E’ un sistema sociale che rischia di andare in frantumi o di cambiare profondamente, peggiorando. E’ possibile reagire a questo stato di cose? E come? Sono questi gli interrogativi di fondo che la nostra società deve porsi, tutti i giorni, nelle cose più minute come in quelle più grandi che interessano tutti noi.
Panara indica i pochi tentativi di questi anni di opporsi a questo processo degenerante, le politiche innovatrici messe in campo dalla presidenza Clinton per creare nuovi settori produttivi a elevato valore aggiunto, il trattato di Lisbona che in Europa indicava la necessità di costruire una società della conoscenza. Tentativi rimasti però sulla carta. Perché comunque costa prendere queste vie e non se ne è sentita la necessità.
E allora occorre riprendere questo percorso, tornando a individuare i settori produttivi che sanno essere più competitivi e quindi creano ricchezza, realizzando politiche sociale che ricreino il valore del lavoro, soprattutto con lo strumento della formazione, l’unico modo per cui il lavoro riesca a crescere di valore.
Ridare forza al lavoro, un imperativo. Ma allora, per leggere in questa chiave anche i nostri problemi di relazioni industriali, è giusto difendere i diritti dei lavoratori fino in fondo, perché non ci siano arretramenti pericolosi o invece è per questa strada che si finisce per ridurre ulteriormente il valore del lavoro appesantendone i costi? E’ l’interrogativo del giorno, bisogna scegliere la strada che ci impedisca di aggravare i nostri malanni. E allora se i diritti dei lavoratori vanno salvaguardati perché sono la base della nostra società, i pilastri che non debbono cadere perché tutto sostengono, è anche vero che occorre saper capire fino in fondo quali sono i diritti da difendere e quali le posizioni di privilegio che sono dure da abbandonare, ma rappresentano solo un peso che trascina in basso il valore del lavoro.

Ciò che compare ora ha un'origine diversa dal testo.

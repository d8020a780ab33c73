//! Rich-text resolver - turns raw rich-text values into final text.
//!
//! # Passes
//!
//! ```text
//! raw value
//!   -> link pass          fill href slots from the element's link map
//!   -> embedded pass      replace <object> markers with rendered items,
//!                         recursing into the rendered text (cycle-guarded)
//!   -> text resolvers     caller post-processing, in registration order
//! final text
//! ```
//!
//! An embedded item is rendered by, in order: the inline resolver registered
//! for the shape its content type maps to, the first template resolver that
//! supports it, or the default inline resolver (subject to
//! [`DefaultInlinePolicy`]). When none applies, or the codename is missing
//! from the closure, or it is already being rendered further up the same
//! path, the marker is kept verbatim.

pub mod links;
pub mod markup;
pub mod template;

use serde::{Deserialize, Serialize};
use serde_json::{Map, Value};
use std::any::Any;
use tracing::trace;

use crate::error::Result;
use crate::model::{ContentGraph, ContentItem, Element, RichTextElement};
use crate::projection::Projector;
use crate::registry::TypeRegistry;
use links::{LinkResolvers, TextResolverFn};
use markup::{EmbeddedMarker, EMBEDDED_RE};
use template::{TemplateModel, TemplateResolver};

/// Whether the default inline resolver renders items no other resolver
/// handles.
#[derive(Debug, Clone, Copy, Default, PartialEq, Eq, Serialize, Deserialize)]
#[serde(rename_all = "snake_case")]
pub enum DefaultInlinePolicy {
    /// Render them with the default resolver, when one is registered.
    #[default]
    Apply,
    /// Keep their markers.
    PreserveMarker,
}

/// Rich-text resolution settings. Read-only while resolving.
#[derive(Default)]
pub struct RichTextResolver {
    links: LinkResolvers,
    text_resolvers: Vec<TextResolverFn>,
    template_resolvers: Vec<Box<dyn TemplateResolver>>,
    model_variables: Map<String, Value>,
    default_policy: DefaultInlinePolicy,
}

/// One top-level resolution: the graph and the element being resolved.
struct Pass<'a> {
    registry: &'a TypeRegistry,
    graph: &'a ContentGraph,
    element: &'a Element,
}

impl RichTextResolver {
    pub fn new() -> Self {
        Self::default()
    }

    pub fn links(&self) -> &LinkResolvers {
        &self.links
    }

    pub fn links_mut(&mut self) -> &mut LinkResolvers {
        &mut self.links
    }

    pub fn add_text_resolver(&mut self, resolver: TextResolverFn) {
        self.text_resolvers.push(resolver);
    }

    pub fn add_template_resolver(&mut self, resolver: Box<dyn TemplateResolver>) {
        self.template_resolvers.push(resolver);
    }

    /// Variables added to every template model.
    pub fn set_model_variable(&mut self, name: impl Into<String>, value: Value) {
        self.model_variables.insert(name.into(), value);
    }

    pub fn default_policy(&self) -> DefaultInlinePolicy {
        self.default_policy
    }

    pub fn set_default_policy(&mut self, policy: DefaultInlinePolicy) {
        self.default_policy = policy;
    }

    /// Fully resolve one element. `None` when it is not rich text.
    ///
    /// Embedded items are looked up in the closure of the graph owning the
    /// element. An element owned by another graph, or by none, keeps its
    /// embedded-item markers.
    pub fn resolve(
        &self,
        registry: &TypeRegistry,
        graph: &ContentGraph,
        element: &Element,
    ) -> Result<Option<String>> {
        let Some(rich) = element.as_rich_text() else {
            return Ok(None);
        };
        let pass = Pass {
            registry,
            graph,
            element,
        };
        let linked = self.links.resolve(rich);
        let embedded = if graph.owner_of(element).is_some() {
            self.resolve_embedded(&pass, &linked, &[])?
        } else {
            trace!(
                element = element.codename(),
                graph = %graph.id(),
                "Element not owned by graph, keeping embedded markers"
            );
            linked
        };
        Ok(Some(self.post_process(embedded)))
    }

    /// Copy of `item` with every rich-text element fully resolved.
    pub fn resolve_item(
        &self,
        registry: &TypeRegistry,
        graph: &ContentGraph,
        item: &ContentItem,
    ) -> Result<ContentItem> {
        let mut resolved = Vec::new();
        for element in item.elements().values() {
            if let Some(text) = self.resolve(registry, graph, element)? {
                resolved.push(element.with_rich_text_value(text));
            }
        }
        Ok(item.with_elements(resolved))
    }

    fn post_process(&self, text: String) -> String {
        self.text_resolvers
            .iter()
            .fold(text, |text, resolver| resolver(text))
    }

    /// Replace every embedded-item marker in `text`. `visited` holds the
    /// codenames being rendered on the current path.
    fn resolve_embedded(&self, pass: &Pass<'_>, text: &str, visited: &[String]) -> Result<String> {
        let mut out = String::with_capacity(text.len());
        let mut last = 0;
        for caps in EMBEDDED_RE.captures_iter(text) {
            let Some(whole) = caps.get(0) else { continue };
            out.push_str(&text[last..whole.start()]);
            match self.render_marker(pass, &caps["attrs"], visited)? {
                Some(rendered) => out.push_str(&rendered),
                None => out.push_str(whole.as_str()),
            }
            last = whole.end();
        }
        out.push_str(&text[last..]);
        Ok(out)
    }

    fn render_marker(
        &self,
        pass: &Pass<'_>,
        attrs: &str,
        visited: &[String],
    ) -> Result<Option<String>> {
        let marker = EmbeddedMarker::parse(attrs);
        let Some(codename) = marker.codename else {
            trace!(attrs, "Embedded marker without codename");
            return Ok(None);
        };
        if visited.contains(&codename) {
            trace!(codename = %codename, "Embedded item already on path, keeping marker");
            return Ok(None);
        }
        let Some(item) = pass.graph.lookup(&codename) else {
            trace!(codename = %codename, "Embedded item not in response, keeping marker");
            return Ok(None);
        };

        let item = self.resolve_item_links(item);
        let Some(rendered) = self.render_item(pass, &item)? else {
            trace!(codename = %codename, "No resolver for embedded item, keeping marker");
            return Ok(None);
        };

        let mut nested = visited.to_vec();
        nested.push(codename);
        self.resolve_embedded(pass, &rendered, &nested).map(Some)
    }

    /// Copy of `item` with the link pass applied to its rich-text elements.
    fn resolve_item_links(&self, item: &ContentItem) -> ContentItem {
        let resolved = item
            .elements()
            .values()
            .filter_map(|element| {
                element
                    .as_rich_text()
                    .map(|rich: &RichTextElement| element.with_rich_text_value(self.links.resolve(rich)))
            })
            .collect();
        item.with_elements(resolved)
    }

    fn render_item(&self, pass: &Pass<'_>, item: &ContentItem) -> Result<Option<String>> {
        let projector = Projector::new(pass.registry);
        let view = pass.graph.closure().without(item.codename());

        if let Some(shape) = pass.registry.shape_for(item.content_type()) {
            if let Some(resolver) = pass.registry.inline_resolver_for(shape) {
                let value = projector.convert_shape(shape, item, &view)?;
                let instance: &dyn Any = &*value;
                if let Some(rendered) = resolver(instance) {
                    trace!(codename = item.codename(), shape = shape.type_name(), "Inline resolver");
                    return Ok(Some(rendered));
                }
            }
        }

        if !self.template_resolvers.is_empty() {
            let mut variables = self.model_variables.clone();
            variables.insert("parent".to_string(), serde_json::to_value(pass.element)?);
            let model = TemplateModel {
                item: item.clone(),
                projection: projector.convert_dynamic(item, &view)?,
                variables,
            };
            if let Some(resolver) = self.template_resolvers.iter().find(|r| r.supports(&model)) {
                trace!(codename = item.codename(), "Template resolver");
                return resolver.resolve(&model).map(Some);
            }
        }

        match (self.default_policy, pass.registry.default_inline_resolver()) {
            (DefaultInlinePolicy::Apply, Some(resolver)) => {
                trace!(codename = item.codename(), "Default inline resolver");
                Ok(Some(resolver(item)))
            }
            _ => Ok(None),
        }
    }
}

Per tradurre questi principi ai nostri giorni: è nel giusto la Fiom che si batte per i diritti dei lavoratori, ma sbaglia quando non distingue le sue battaglie. Battendo l’assenteismo e il rivendicazionismo fine a se stesso farebbe crescere la produttività e aumentare così il valore del lavoro.
Più formazione, più attenzione alla cultura, maggiore spinta sui settori più innovativi, un mercato più funzionante perché più giusto, che proprio per questo non dia spazio alla rendita che cresce proprio quando il mercato non funziona più bene, parti sociali capaci di guardare lontano. Un percorso difficile, ma la nostra classe dirigente, tutta, anche i sindacati, dei lavoratori come degli imprenditori, devono imparare a compiere con grande sapienza le loro scelte.